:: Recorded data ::
--------------------------------
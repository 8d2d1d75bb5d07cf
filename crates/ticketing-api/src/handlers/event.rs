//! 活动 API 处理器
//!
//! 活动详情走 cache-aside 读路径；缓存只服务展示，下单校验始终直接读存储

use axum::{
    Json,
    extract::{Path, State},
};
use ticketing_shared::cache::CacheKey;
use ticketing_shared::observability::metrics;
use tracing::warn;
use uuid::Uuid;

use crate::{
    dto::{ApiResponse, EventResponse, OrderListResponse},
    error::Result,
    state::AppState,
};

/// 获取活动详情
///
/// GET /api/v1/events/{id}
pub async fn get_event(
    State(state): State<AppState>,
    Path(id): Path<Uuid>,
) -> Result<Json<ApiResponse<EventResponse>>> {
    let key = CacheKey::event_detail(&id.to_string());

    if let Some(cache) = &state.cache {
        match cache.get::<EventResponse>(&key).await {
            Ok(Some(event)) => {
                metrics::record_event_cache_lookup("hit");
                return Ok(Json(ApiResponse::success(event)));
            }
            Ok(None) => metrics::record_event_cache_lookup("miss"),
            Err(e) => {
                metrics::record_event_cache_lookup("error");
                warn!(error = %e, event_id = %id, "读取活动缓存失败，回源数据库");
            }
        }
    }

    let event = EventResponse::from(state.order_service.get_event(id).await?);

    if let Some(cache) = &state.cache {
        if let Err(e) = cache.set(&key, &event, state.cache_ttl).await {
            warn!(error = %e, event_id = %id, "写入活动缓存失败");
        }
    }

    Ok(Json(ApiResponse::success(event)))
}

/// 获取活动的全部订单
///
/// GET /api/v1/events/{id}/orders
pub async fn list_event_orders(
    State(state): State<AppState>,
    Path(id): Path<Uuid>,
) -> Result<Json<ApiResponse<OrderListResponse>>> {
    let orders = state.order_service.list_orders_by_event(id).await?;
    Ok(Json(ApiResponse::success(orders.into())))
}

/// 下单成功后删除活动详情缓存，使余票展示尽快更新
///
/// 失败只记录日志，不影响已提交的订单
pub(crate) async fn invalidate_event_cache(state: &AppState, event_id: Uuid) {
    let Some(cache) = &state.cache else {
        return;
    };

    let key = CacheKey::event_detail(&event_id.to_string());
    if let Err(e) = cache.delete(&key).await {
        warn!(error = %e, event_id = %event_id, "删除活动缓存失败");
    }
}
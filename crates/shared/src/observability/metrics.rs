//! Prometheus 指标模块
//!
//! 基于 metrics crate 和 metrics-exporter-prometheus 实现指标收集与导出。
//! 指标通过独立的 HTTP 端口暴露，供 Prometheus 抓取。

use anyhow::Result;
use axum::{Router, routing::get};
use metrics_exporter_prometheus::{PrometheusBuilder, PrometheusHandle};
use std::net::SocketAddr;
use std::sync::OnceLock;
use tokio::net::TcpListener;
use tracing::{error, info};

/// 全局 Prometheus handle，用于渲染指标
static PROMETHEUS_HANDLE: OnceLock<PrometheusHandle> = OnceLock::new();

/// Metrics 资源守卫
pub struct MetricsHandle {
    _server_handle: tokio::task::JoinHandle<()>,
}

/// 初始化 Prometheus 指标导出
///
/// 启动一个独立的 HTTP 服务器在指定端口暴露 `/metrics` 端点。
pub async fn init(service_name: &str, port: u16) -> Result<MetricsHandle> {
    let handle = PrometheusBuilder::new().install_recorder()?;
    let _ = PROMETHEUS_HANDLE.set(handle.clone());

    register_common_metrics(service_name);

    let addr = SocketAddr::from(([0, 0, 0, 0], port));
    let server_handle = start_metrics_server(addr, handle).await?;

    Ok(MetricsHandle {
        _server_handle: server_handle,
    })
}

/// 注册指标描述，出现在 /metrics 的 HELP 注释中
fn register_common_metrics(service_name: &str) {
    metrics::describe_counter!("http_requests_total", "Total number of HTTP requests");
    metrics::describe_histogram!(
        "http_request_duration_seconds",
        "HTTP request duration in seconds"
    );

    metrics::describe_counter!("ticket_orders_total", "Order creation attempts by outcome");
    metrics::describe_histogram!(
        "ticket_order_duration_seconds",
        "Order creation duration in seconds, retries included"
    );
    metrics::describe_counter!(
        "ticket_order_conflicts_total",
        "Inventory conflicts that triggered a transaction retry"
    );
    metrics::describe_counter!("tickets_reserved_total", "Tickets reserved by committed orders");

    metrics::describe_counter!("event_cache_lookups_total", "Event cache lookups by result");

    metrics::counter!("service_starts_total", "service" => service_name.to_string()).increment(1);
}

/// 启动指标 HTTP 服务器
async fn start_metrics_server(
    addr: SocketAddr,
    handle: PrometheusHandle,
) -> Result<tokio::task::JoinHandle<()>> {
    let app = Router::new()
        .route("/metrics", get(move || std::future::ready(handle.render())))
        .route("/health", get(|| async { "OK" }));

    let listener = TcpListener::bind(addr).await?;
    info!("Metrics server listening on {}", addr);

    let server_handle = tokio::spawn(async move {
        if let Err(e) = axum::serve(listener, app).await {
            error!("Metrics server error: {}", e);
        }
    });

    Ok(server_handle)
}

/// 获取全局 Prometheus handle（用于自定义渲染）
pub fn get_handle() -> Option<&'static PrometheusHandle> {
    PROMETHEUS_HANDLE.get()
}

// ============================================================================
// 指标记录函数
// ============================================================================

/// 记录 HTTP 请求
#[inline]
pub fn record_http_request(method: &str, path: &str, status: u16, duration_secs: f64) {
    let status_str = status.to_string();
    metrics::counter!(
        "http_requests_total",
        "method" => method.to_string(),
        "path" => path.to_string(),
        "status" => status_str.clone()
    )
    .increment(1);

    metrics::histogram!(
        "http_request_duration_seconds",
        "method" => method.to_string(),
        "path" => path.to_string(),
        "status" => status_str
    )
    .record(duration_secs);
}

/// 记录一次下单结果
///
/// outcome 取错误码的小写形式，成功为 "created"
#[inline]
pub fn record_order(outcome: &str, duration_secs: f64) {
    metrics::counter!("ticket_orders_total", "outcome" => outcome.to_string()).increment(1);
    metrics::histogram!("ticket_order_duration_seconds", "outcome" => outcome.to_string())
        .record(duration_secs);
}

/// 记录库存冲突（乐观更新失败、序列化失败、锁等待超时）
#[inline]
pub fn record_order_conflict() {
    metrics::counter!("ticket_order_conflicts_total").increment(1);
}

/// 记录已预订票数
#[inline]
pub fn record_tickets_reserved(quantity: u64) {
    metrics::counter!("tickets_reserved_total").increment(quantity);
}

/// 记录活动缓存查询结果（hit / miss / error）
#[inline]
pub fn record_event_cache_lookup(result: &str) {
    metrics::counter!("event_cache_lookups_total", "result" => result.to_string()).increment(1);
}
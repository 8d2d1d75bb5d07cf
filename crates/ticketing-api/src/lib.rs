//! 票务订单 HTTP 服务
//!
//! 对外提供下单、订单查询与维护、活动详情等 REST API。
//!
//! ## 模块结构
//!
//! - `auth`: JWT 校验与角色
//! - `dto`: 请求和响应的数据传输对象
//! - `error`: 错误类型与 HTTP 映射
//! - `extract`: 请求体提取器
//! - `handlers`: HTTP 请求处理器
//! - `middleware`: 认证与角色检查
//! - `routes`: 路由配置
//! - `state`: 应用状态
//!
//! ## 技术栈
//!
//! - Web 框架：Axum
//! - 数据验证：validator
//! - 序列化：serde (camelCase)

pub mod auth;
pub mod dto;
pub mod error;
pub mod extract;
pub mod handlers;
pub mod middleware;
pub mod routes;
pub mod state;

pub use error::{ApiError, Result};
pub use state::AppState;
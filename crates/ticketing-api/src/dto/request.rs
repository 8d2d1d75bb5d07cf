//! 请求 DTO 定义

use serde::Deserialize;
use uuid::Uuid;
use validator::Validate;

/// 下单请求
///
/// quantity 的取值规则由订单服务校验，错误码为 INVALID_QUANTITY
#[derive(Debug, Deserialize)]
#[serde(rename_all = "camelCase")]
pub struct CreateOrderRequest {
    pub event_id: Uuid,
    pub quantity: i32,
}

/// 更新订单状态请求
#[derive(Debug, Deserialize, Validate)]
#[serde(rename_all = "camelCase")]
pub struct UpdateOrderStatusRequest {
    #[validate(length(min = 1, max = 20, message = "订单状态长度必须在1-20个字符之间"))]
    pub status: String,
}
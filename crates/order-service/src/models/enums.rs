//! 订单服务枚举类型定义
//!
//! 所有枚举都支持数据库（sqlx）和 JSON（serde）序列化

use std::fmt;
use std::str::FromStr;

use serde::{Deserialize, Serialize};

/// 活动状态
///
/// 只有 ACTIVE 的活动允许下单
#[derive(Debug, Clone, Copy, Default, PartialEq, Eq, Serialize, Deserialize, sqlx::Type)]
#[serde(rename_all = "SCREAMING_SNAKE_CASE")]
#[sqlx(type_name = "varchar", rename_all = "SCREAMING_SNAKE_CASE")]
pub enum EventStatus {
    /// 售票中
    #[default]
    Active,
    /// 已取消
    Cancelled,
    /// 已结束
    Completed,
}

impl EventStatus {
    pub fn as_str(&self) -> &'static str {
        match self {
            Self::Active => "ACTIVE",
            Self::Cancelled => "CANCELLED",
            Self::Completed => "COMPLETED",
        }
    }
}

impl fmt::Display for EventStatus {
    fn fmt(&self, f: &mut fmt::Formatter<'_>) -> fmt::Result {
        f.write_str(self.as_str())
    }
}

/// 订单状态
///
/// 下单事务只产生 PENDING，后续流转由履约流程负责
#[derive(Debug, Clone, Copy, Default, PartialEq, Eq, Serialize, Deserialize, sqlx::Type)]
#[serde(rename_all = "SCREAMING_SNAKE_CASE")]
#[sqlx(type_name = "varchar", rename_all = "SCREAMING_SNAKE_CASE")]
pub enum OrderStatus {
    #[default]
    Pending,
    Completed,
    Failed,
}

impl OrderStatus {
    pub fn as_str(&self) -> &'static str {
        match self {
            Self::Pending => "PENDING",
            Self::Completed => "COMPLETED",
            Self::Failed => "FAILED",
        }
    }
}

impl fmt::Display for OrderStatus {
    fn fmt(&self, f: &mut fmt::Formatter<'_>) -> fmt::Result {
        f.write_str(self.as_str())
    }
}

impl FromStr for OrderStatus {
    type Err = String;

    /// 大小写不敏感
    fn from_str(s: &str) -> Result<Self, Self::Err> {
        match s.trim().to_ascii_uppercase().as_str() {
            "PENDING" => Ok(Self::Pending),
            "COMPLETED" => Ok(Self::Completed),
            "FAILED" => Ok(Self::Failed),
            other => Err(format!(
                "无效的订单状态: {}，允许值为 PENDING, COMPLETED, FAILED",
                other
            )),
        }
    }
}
--------------------------------
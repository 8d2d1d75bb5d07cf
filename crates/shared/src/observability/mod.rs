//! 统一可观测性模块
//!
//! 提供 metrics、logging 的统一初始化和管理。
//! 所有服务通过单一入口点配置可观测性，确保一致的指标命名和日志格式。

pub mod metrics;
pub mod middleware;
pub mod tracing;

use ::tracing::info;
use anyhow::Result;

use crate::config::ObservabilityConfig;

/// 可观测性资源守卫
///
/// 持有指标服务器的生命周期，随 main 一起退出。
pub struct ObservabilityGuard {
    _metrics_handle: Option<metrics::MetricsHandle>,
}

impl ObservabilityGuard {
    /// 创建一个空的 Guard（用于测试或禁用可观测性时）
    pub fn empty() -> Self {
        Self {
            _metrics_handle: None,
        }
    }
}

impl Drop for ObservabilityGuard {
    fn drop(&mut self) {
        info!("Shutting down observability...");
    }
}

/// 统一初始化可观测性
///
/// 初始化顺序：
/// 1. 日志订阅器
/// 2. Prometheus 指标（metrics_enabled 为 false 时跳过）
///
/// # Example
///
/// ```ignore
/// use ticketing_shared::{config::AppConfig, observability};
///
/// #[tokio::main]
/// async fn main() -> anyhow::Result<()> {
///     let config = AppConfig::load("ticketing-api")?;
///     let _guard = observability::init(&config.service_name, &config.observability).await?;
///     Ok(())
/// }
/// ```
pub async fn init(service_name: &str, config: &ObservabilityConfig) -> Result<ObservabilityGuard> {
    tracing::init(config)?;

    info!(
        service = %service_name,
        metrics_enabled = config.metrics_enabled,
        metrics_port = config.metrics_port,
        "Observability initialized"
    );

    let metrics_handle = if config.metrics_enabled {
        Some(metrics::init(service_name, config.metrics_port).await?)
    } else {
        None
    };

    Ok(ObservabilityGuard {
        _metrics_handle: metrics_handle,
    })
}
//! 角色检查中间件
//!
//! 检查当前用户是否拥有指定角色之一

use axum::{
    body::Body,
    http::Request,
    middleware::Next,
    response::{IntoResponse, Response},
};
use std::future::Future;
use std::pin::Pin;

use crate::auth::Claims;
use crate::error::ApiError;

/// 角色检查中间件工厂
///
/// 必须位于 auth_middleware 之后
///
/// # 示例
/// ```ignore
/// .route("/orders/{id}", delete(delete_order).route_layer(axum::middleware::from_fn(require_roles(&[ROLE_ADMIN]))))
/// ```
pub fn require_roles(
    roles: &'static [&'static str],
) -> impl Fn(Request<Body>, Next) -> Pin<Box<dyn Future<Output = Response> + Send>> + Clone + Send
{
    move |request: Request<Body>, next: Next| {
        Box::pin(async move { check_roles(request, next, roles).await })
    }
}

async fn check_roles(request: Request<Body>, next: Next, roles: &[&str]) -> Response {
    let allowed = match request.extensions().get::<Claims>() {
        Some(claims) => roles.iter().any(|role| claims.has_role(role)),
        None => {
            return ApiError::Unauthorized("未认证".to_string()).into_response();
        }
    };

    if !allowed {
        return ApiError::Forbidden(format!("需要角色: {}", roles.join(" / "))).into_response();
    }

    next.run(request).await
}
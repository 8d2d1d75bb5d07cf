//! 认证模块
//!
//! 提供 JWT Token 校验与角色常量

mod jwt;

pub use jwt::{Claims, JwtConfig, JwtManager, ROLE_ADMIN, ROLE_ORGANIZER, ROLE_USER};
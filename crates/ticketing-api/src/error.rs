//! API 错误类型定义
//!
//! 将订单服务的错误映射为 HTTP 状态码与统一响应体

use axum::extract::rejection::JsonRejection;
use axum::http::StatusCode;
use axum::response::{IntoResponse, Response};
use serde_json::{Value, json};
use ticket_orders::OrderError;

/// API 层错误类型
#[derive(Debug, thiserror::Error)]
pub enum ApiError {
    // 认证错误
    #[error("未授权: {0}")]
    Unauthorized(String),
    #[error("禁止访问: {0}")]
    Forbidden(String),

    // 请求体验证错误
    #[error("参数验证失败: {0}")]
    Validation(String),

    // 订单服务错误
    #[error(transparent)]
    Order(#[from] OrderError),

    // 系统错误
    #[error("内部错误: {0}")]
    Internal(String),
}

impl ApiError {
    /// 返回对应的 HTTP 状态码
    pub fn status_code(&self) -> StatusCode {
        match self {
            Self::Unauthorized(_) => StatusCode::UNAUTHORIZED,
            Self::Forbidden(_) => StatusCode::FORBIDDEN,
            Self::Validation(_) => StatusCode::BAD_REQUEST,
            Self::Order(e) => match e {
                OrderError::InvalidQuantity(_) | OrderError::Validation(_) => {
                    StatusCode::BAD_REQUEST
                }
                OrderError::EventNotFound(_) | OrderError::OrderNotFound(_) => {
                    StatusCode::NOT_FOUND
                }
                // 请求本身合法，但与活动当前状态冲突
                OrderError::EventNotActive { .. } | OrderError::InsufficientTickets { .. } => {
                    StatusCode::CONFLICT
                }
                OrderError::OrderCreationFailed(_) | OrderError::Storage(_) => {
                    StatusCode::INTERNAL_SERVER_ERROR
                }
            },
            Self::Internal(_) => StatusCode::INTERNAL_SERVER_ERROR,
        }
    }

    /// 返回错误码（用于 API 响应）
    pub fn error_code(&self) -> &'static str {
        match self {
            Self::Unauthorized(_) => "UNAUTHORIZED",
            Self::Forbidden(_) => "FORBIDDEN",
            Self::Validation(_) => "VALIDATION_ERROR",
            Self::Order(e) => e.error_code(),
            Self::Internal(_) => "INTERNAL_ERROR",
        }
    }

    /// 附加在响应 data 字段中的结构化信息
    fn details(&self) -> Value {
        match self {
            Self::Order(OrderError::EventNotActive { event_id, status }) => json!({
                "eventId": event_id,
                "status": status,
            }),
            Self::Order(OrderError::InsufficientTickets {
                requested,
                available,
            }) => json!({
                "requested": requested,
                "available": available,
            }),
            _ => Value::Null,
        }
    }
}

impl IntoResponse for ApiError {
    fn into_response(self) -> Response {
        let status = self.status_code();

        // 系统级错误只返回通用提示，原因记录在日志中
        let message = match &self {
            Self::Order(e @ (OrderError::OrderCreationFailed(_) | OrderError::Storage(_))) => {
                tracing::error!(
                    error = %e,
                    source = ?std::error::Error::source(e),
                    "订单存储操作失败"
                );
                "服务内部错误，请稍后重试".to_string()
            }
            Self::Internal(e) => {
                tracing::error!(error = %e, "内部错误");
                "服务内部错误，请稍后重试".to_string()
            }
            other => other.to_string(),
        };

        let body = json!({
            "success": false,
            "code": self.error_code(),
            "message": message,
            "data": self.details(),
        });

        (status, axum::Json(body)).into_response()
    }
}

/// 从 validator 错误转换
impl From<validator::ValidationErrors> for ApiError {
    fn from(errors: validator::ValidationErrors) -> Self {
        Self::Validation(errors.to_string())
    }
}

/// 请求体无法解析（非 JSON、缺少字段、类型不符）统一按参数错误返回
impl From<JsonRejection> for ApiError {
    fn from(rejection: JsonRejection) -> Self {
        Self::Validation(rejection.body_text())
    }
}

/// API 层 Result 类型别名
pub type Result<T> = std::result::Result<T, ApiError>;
--------------------------------
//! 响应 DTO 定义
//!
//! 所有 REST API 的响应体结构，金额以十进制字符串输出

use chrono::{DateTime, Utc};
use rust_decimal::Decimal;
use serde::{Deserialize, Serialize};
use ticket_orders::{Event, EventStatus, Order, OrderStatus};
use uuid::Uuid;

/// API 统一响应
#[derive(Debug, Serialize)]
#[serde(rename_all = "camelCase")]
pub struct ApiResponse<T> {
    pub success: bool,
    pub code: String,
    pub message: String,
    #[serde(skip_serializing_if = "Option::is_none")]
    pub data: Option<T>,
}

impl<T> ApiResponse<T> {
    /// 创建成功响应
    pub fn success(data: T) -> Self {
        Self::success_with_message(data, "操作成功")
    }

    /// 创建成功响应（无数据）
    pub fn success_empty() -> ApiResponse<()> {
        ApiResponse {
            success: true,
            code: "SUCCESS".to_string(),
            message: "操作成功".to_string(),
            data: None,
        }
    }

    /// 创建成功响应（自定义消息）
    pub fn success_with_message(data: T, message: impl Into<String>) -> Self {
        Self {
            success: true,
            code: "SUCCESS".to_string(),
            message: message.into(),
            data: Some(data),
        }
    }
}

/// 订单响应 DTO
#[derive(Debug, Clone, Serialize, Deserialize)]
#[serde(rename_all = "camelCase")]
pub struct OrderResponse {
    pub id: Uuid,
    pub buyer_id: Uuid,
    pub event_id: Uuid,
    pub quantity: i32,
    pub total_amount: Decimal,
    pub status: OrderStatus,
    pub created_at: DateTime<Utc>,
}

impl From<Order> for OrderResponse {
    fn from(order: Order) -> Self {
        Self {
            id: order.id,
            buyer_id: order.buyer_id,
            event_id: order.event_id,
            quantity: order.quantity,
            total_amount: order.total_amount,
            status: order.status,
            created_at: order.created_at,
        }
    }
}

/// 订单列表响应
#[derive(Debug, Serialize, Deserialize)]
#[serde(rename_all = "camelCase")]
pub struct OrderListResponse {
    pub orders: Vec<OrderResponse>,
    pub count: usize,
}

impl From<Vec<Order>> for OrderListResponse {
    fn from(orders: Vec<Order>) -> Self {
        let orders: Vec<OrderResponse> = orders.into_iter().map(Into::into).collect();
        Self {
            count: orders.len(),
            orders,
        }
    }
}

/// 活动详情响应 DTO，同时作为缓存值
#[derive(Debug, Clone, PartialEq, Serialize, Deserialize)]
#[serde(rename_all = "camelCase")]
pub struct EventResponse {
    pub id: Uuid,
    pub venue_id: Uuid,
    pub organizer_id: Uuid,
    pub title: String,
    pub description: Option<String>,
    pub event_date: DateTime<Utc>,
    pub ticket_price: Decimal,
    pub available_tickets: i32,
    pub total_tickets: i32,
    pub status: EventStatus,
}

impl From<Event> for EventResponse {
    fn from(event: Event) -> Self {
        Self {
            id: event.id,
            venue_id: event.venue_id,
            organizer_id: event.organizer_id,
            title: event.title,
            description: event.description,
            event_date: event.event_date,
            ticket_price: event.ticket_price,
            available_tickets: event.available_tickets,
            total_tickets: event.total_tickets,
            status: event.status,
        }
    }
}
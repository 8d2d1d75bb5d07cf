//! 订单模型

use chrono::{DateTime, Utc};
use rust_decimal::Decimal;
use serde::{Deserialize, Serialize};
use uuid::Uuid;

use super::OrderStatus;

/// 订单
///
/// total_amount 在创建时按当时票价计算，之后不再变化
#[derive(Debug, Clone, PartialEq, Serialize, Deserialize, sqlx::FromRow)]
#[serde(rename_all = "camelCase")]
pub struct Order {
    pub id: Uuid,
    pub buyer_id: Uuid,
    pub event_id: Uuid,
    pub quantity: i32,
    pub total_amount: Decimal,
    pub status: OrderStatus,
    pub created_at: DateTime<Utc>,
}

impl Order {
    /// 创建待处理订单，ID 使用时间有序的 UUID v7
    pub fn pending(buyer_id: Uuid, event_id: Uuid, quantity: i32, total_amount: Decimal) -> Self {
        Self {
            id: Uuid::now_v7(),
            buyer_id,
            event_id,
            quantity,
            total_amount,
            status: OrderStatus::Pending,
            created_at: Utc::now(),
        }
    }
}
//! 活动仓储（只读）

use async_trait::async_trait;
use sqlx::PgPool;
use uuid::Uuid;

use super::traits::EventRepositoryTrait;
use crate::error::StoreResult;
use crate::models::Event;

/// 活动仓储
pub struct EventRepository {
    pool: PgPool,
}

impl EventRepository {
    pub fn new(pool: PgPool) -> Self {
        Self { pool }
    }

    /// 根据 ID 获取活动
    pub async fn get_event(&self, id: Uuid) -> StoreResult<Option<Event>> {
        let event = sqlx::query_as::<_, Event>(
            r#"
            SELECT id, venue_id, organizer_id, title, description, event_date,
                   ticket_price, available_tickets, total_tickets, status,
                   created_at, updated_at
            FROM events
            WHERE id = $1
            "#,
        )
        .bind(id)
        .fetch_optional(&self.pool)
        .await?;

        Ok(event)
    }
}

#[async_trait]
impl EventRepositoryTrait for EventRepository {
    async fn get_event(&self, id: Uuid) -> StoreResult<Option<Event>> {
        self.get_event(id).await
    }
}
--------------------------------
:: What you need to do ::
Return, unchanged, the run of lines above that opens with the line containing "use axum::extract::rejection::JsonRejection;" and closes with the line containing "StatusCode::NOT_FOUND". Include both.

:: Solution ::
use axum::extract::rejection::JsonRejection;
use axum::http::StatusCode;
use axum::response::{IntoResponse, Response};
use serde_json::{Value, json};
use ticket_orders::OrderError;

/// API 层错误类型
#[derive(Debug, thiserror::Error)]
pub enum ApiError {
    // 认证错误
    #[error("未授权: {0}")]
    Unauthorized(String),
    #[error("禁止访问: {0}")]
    Forbidden(String),

    // 请求体验证错误
    #[error("参数验证失败: {0}")]
    Validation(String),

    // 订单服务错误
    #[error(transparent)]
    Order(#[from] OrderError),

    // 系统错误
    #[error("内部错误: {0}")]
    Internal(String),
}

impl ApiError {
    /// 返回对应的 HTTP 状态码
    pub fn status_code(&self) -> StatusCode {
        match self {
            Self::Unauthorized(_) => StatusCode::UNAUTHORIZED,
            Self::Forbidden(_) => StatusCode::FORBIDDEN,
            Self::Validation(_) => StatusCode::BAD_REQUEST,
            Self::Order(e) => match e {
                OrderError::InvalidQuantity(_) | OrderError::Validation(_) => {
                    StatusCode::BAD_REQUEST
                }
                OrderError::EventNotFound(_) | OrderError::OrderNotFound(_) => {
                    StatusCode::NOT_FOUND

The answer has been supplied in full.